香港因为离开中国100余年,所以“香港是中国的一部分”这个概念在英国殖民者的统治下不断被弱化,因此在回归中国的前20多年里遭遇身份认同危机也是可以理解的。只是希望香港民众可以将格局打得更开一些,毕竟一个国家的治理能力并不会因为政治制度的不同而受到影响。

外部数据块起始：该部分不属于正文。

use sqlx::postgres::PgRow;
use sqlx::{PgPool, Postgres, QueryBuilder, Row};
use tracing::{debug, instrument};
use uuid::Uuid;

use livelum_core::{CompanyId, CompanyScoped, Entity, SearchCriteria};
use livelum_people::{Person, PersonId, PersonRecord, PersonSearchCriteria, PersonSortField};

use super::{
    corrupt, count_rows, delete_from, like_pattern, map_sqlx_error, next_number_in, number_from_db,
    number_to_db, parse_label, push_company, push_order_and_window,
};
use crate::repository::{Repository, RepositoryResult, SequencedRepository};

const TABLE: &str = "people";
const COLUMNS: &str = "id, company_id, number, first_name, last_name, documento, email, phone, \
                       position_ids, status, hire_date, created_at, updated_at";

#[derive(Debug, Clone)]
pub struct PgPersonRepository {
    pool: PgPool,
}

impl PgPersonRepository {
    pub fn new(pool: PgPool) -> Self {
        Self { pool }
    }
}

fn push_filters(qb: &mut QueryBuilder<'_, Postgres>, criteria: &PersonSearchCriteria) {
    push_company(qb, criteria.company_id());
    if let Some(search) = criteria.search() {
        let pattern = like_pattern(search);
        qb.push(" AND ((first_name || ' ' || last_name) ILIKE ")
            .push_bind(pattern.clone())
            .push(" OR documento ILIKE ")
            .push_bind(pattern)
            .push(")");
    }
    if let Some(status) = criteria.status() {
        qb.push(" AND status = ").push_bind(status.as_str());
    }
    if let Some(position) = criteria.position_id() {
        qb.push(" AND ")
            .push_bind(position.to_string())
            .push(" = ANY(position_ids)");
    }
}

fn sort_column(field: PersonSortField) -> &'static str {
    match field {
        PersonSortField::Number => "number",
        PersonSortField::FirstName => "LOWER(first_name)",
        PersonSortField::LastName => "LOWER(last_name)",
        PersonSortField::Document => "documento",
        PersonSortField::Status => "status",
        PersonSortField::CreatedAt => "created_at",
    }
}

fn person_from_row(row: &PgRow) -> RepositoryResult<Person> {
    let decode = |e: sqlx::Error| map_sqlx_error("decode person", e);
    let record = PersonRecord {
        id: PersonId::from(row.try_get::<Uuid, _>("id").map_err(decode)?),
        company_id: CompanyId::from_uuid(row.try_get("company_id").map_err(decode)?),
        number: number_from_db(TABLE, row.try_get("number").map_err(decode)?)?,
        first_name: row.try_get("first_name").map_err(decode)?,
        last_name: row.try_get("last_name").map_err(decode)?,
        document: row.try_get("documento").map_err(decode)?,
        email: row.try_get("email").map_err(decode)?,
        phone: row.try_get("phone").map_err(decode)?,
        position_ids: row.try_get("position_ids").map_err(decode)?,
        status: parse_label(TABLE, row.try_get::<&str, _>("status").map_err(decode)?)?,
        hire_date: row.try_get("hire_date").map_err(decode)?,
        created_at: row.try_get("created_at").map_err(decode)?,
        updated_at: row.try_get("updated_at").map_err(decode)?,
    };
    Person::from_primitives(record).map_err(|e| corrupt(TABLE, e))
}

#[async_trait::async_trait]
impl Repository<Person, PersonSearchCriteria> for PgPersonRepository {
    #[instrument(skip(self, person), fields(id = %person.id(), company_id = %person.company_id()), err)]
    async fn save(&self, person: &Person) -> RepositoryResult<()> {
        let r = person.to_primitives();
        sqlx::query(
            r#"
            INSERT INTO people (
                id, company_id, number, first_name, last_name, documento, email, phone,
                position_ids, status, hire_date, created_at, updated_at
            )
            VALUES ($1, $2, $3, $4, $5, $6, $7, $8, $9, $10, $11, $12, $13)
            ON CONFLICT (id) DO UPDATE SET
                company_id = EXCLUDED.company_id,
                number = EXCLUDED.number,
                first_name = EXCLUDED.first_name,
                last_name = EXCLUDED.last_name,
                documento = EXCLUDED.documento,
                email = EXCLUDED.email,
                phone = EXCLUDED.phone,
                position_ids = EXCLUDED.position_ids,
                status = EXCLUDED.status,
                hire_date = EXCLUDED.hire_date,
                updated_at = EXCLUDED.updated_at
            "#,
        )
        .bind(r.id.as_uuid())
        .bind(r.company_id.as_uuid())
        .bind(number_to_db(r.number)?)
        .bind(&r.first_name)
        .bind(&r.last_name)
        .bind(&r.document)
        .bind(&r.email)
        .bind(&r.phone)
        .bind(&r.position_ids)
        .bind(r.status.as_str())
        .bind(r.hire_date)
        .bind(r.created_at)
        .bind(r.updated_at)
        .execute(&self.pool)
        .await
        .map_err(|e| map_sqlx_error("save_person", e))?;
        debug!("person saved");
        Ok(())
    }

    #[instrument(skip(self), fields(id = %id), err)]
    async fn find_by_id(&self, id: &PersonId) -> RepositoryResult<Option<Person>> {
        let row = sqlx::query(&format!("SELECT {COLUMNS} FROM {TABLE} WHERE id = $1"))
            .bind(id.as_uuid())
            .fetch_optional(&self.pool)
            .await
            .map_err(|e| map_sqlx_error("find_person", e))?;
        row.as_ref().map(person_from_row).transpose()
    }

    #[instrument(skip(self), err)]
    async fn find_by_criteria(&self, criteria: &PersonSearchCriteria) -> RepositoryResult<Vec<Person>> {
        let mut qb = QueryBuilder::<Postgres>::new(format!("SELECT {COLUMNS} FROM {TABLE} WHERE TRUE"));
        push_filters(&mut qb, criteria);
        push_order_and_window(
            &mut qb,
            sort_column(criteria.sort_by()),
            criteria.sort_order(),
            criteria.pagination(),
        );
        let rows = qb
            .build()
            .fetch_all(&self.pool)
            .await
            .map_err(|e| map_sqlx_error("search_people", e))?;
        debug!(count = rows.len(), "people found");
        rows.iter().map(person_from_row).collect()
    }

    #[instrument(skip(self), err)]
    async fn count_by_criteria(&self, criteria: &PersonSearchCriteria) -> RepositoryResult<u64> {
        let mut qb = QueryBuilder::<Postgres>::new(format!("SELECT COUNT(*) FROM {TABLE} WHERE TRUE"));
        push_filters(&mut qb, criteria);
        count_rows(&self.pool, qb, "count_people").await
    }

    #[instrument(skip(self), fields(id = %id), err)]
    async fn delete(&self, id: &PersonId) -> RepositoryResult<bool> {
        delete_from(&self.pool, TABLE, *id.as_uuid()).await
    }
}

#[async_trait::async_trait]
impl SequencedRepository<Person, PersonSearchCriteria> for PgPersonRepository {
    #[instrument(skip(self), fields(company_id = %company_id), err)]
    async fn next_number(&self, company_id: CompanyId) -> RepositoryResult<u32> {
        next_number_in(&self.pool, TABLE, company_id).await
    }
}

只要是符合现实情况的制度就应该被理解与采纳,非洲、东南亚、拉丁美洲各国,东施效颦仿照别国发展道路的不胜枚举,成功的又有几个呢?

过去20多年里,中国对香港的“一国两制”在很大程度上惠及了香港经济,世界银行(The World Bank)的《2020年营商环境报告》中将香港评为全球最佳营商地的第三名,仅次于新西兰与新加坡;美国著名智库传统基金会(The Heritage Foundation)将香港列为2020年全球经济自由度第二名,在反修例骚乱发生前,香港的经济自由度常年位居世界第一。经济自由度排名当然不能说明一切,甚至容易造成香港对于自由资本主义的迷思,但至少说明“一国两制”为香港经济提供了繁荣发展的基础。因此在没有充分证据表明新的选举制度是否对香港发展有积极/消极影响的前提下,为何不对本就是正当的“爱国者治港”抱持善意和耐心,让时间来给出答案呢?